Eric Burden and the Animals poster San Francisco Civic Auditorium 1967

Unknown - Sparta Graphics


Eric Burden Squinty Eyes, 1967


First printing lithograph, Very Fine condition


Framed dimensions: 28 1/2" tall x 23 3/4" wide




Close-up of frame

Frame at angle


The British rock & soul band, The Animals, included legendary band members Eric Burdon and Chas Chandler, the latter being known in history as the man who discovered Jimi Hendrix. In the mid sixties, the group became popular with their #1 hit "House of the Rising Sun" and a string of other blues-based hits.  But by 1966 the group had disbanded and Burdon and drummer Barry Jenkins reformed the group as Eric Burdon and the Animals.



Their first studio album for the new group was “Eric Is Here,” which featured the hit single "Help Me Girl", released in December 1966 and so they were touring behind this album when they hit San Francisco for one night in March 1967. 4 nights later the band played across the Bay in Oakland. In a few weeks the band would release, “When I was Young” with a B side “A Girl Named Sandoz,” Sandoz being the company that invented LSD…



Of all the people to have lived through the Utopian Dream of San Francisco in the late 1960s, none seemed more changed by the experience than Eric Burden. He spent about 10 days in the Bay Area during and around these two shows where he was said to have taken LSD, hung out with Janis Joplin and enjoyed a rare run of quite warm Spring evenings.

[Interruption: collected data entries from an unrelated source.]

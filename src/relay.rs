use std::time::Duration;

use anyhow::{Context, Result, anyhow};
use bytes::Bytes;
use futures_util::{Stream, StreamExt, stream::unfold};
use rama::{
    Service,
    error::BoxError,
    http::{
        Body, Method, Request, Response, Uri,
        client::EasyHttpWebClient,
        header::{self, HeaderMap, HeaderValue, USER_AGENT},
        layer::trace::TraceLayer,
    },
    layer::Layer,
};
use tokio::sync::mpsc;

pub const UA: &str = concat!("edgeway/", env!("CARGO_PKG_VERSION"));

const PIPE_CAPACITY: usize = 16;

/// One-shot outbound HTTP relay.
///
/// Response bodies stream straight from the transport; nothing is buffered
/// before control returns to the caller. No retries: every failure surfaces
/// exactly once to the calling gateway.
#[derive(Clone, Default)]
pub struct Relay;

impl Relay {
    pub async fn send(&self, request: Request<Body>) -> Result<Response<Body>> {
        let client = (TraceLayer::new_for_http(),).into_layer(EasyHttpWebClient::default());
        client
            .serve(request)
            .await
            .map_err(|e| anyhow!("outbound request failed: {e}"))
    }

    /// Same as [`Relay::send`] bounded by an explicit deadline. Used only by
    /// the timeout-extended chat variant; everything else relies on platform
    /// defaults.
    pub async fn send_with_timeout(
        &self,
        request: Request<Body>,
        deadline: Duration,
    ) -> Result<Response<Body>> {
        tokio::time::timeout(deadline, self.send(request))
            .await
            .map_err(|_| anyhow!("outbound request timed out after {}s", deadline.as_secs()))?
    }

    /// Header-controlled `GET` probe. The relay's own client identifier
    /// always wins over a caller-supplied one.
    pub async fn get(&self, url: Uri, headers: &HeaderMap) -> Result<Response<Body>> {
        let mut builder = Request::builder().method(Method::GET).uri(url);
        {
            let h = builder
                .headers_mut()
                .context("getting outbound request headers")?;
            for (name, value) in headers {
                h.insert(name, value.clone());
            }
            h.insert(USER_AGENT, HeaderValue::from_static(UA));
        }
        let request = builder
            .body(Body::empty())
            .context("building outbound request")?;
        self.send(request).await
    }
}

/// Re-wraps a response body as a fresh bounded single-producer pipe.
///
/// The spawned producer owns the upstream body: it closes the channel when
/// the origin finishes, errors, or the consumer goes away. Draining what
/// remains is the caller's responsibility.
pub fn restream(response: Response<Body>) -> Response<Body> {
    let (parts, body) = response.into_parts();
    let (tx, rx) = mpsc::channel::<Result<Bytes, BoxError>>(PIPE_CAPACITY);
    tokio::spawn(async move {
        let mut data = body.into_data_stream();
        while let Some(chunk) = data.next().await {
            let failed = chunk.is_err();
            if tx.send(chunk.map_err(Into::into)).await.is_err() || failed {
                break;
            }
        }
    });
    Response::from_parts(parts, Body::from_stream(receiver_stream(rx)))
}

/// Drops framing headers that no longer describe the re-served body; the
/// inbound transport chooses its own framing.
pub fn sanitize_response(response: Response<Body>) -> Response<Body> {
    let (mut parts, body) = response.into_parts();
    parts.headers.remove(header::TRANSFER_ENCODING);
    parts.headers.remove(header::CONNECTION);
    Response::from_parts(parts, body)
}

/// Convert a tokio mpsc::Receiver into a Stream
fn receiver_stream<T>(rx: mpsc::Receiver<T>) -> impl Stream<Item = T> {
    unfold(rx, |mut rx| async move {
        rx.recv().await.map(|item| (item, rx))
    })
}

This led to the song, San Franciscan Nights (#9 in US charts and #1 in  Canada) released in August 1967, which included a spoken dedication by Burdon "to the city and people of San Francisco, who may not know it but they are beautiful and so is their city", with Burdon urging European residents to "save up all your bread and fly Trans Love Airways to San Francisco, U.S.A.," to enable them to "understand the song", and "for the sake of your own peace of mind".



Eric Burdon and the Animals also performed at the Monterey Pop Festival in June and released a single later that year, “Monterey,” which recounted the scene in great detail (#15 in US charts). In his book, Monterey Pop, Joel Selvin wrote that, at the festival, "Burdon did nothing short of reinventing himself in front of the audience."